- TRY IT: Copy out each line of the data that holds the string "struct".

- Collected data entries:

* * * *

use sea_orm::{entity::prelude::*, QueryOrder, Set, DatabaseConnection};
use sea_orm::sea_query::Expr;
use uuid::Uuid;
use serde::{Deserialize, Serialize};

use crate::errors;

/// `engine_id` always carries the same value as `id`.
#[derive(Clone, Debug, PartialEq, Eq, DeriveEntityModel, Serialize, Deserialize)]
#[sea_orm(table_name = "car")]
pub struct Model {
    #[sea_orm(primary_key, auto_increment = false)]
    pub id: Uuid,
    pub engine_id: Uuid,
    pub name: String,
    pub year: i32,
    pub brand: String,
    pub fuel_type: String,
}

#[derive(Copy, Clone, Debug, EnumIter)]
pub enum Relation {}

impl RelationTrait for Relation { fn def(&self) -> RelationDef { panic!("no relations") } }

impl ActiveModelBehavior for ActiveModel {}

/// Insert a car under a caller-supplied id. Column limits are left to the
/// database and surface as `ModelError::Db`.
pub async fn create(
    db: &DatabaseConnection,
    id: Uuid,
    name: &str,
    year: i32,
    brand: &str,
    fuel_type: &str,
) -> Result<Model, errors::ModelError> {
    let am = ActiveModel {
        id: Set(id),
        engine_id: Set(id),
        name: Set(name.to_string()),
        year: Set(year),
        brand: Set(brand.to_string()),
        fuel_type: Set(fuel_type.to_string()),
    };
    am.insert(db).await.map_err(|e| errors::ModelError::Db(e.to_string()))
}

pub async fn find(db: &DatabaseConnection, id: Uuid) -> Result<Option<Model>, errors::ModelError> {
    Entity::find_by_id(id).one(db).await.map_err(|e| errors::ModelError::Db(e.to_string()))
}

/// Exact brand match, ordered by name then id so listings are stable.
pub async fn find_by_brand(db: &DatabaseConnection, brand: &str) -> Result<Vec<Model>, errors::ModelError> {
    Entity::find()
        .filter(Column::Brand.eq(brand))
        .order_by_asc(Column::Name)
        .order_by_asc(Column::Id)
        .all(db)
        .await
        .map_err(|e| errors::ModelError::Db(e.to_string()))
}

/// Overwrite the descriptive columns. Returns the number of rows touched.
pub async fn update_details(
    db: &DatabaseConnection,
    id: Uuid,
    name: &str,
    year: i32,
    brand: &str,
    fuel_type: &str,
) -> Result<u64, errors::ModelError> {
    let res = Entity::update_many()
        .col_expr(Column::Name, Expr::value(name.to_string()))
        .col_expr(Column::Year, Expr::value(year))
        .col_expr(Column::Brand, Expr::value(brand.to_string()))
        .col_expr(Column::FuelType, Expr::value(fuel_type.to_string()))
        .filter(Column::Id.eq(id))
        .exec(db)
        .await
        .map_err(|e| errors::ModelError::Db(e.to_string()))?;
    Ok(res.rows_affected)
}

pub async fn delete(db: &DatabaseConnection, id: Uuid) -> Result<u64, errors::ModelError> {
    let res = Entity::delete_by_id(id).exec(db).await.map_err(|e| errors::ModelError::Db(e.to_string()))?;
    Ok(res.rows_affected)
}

* * * *

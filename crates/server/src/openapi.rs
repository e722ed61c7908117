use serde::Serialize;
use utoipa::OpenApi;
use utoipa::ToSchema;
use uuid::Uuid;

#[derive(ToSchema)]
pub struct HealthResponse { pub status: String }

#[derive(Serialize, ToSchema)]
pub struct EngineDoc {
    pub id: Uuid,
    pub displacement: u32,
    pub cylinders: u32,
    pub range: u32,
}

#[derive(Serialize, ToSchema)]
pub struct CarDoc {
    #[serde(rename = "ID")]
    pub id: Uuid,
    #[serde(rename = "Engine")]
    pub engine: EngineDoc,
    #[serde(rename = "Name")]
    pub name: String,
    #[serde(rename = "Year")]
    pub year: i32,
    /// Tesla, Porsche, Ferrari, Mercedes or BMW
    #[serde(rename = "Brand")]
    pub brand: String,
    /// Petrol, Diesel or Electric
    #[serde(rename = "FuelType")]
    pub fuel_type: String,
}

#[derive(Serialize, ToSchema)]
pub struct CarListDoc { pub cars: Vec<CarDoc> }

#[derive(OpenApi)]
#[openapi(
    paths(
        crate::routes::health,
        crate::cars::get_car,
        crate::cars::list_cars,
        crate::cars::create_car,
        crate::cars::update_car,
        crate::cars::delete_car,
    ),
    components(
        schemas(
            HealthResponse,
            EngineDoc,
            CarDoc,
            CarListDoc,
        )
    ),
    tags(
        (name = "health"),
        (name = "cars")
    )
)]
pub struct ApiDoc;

* * * *

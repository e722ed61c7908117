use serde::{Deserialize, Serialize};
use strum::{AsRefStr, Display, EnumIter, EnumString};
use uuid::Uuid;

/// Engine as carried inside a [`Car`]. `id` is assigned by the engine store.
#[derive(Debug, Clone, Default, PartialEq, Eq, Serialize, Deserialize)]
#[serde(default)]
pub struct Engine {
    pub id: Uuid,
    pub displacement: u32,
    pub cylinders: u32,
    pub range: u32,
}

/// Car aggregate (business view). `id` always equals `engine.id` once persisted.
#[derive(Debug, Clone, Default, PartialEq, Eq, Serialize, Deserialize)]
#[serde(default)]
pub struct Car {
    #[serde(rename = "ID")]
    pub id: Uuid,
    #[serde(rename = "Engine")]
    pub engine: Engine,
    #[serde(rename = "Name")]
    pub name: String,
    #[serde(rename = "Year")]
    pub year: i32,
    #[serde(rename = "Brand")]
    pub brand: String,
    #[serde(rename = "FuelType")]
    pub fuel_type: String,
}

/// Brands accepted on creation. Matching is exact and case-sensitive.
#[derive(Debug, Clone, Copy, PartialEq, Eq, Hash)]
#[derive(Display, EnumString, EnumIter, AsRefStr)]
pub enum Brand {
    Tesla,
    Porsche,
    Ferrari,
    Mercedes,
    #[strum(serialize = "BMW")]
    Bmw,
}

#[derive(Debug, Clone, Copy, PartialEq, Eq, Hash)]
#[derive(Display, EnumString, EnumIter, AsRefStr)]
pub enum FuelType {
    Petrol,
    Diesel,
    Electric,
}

* * * *

- EXERCISE ANSWER:
pub struct Model {
pub struct HealthResponse { pub status: String }
pub struct EngineDoc {
pub struct CarDoc {
pub struct CarListDoc { pub cars: Vec<CarDoc> }
pub struct ApiDoc;
pub struct Engine {
pub struct Car {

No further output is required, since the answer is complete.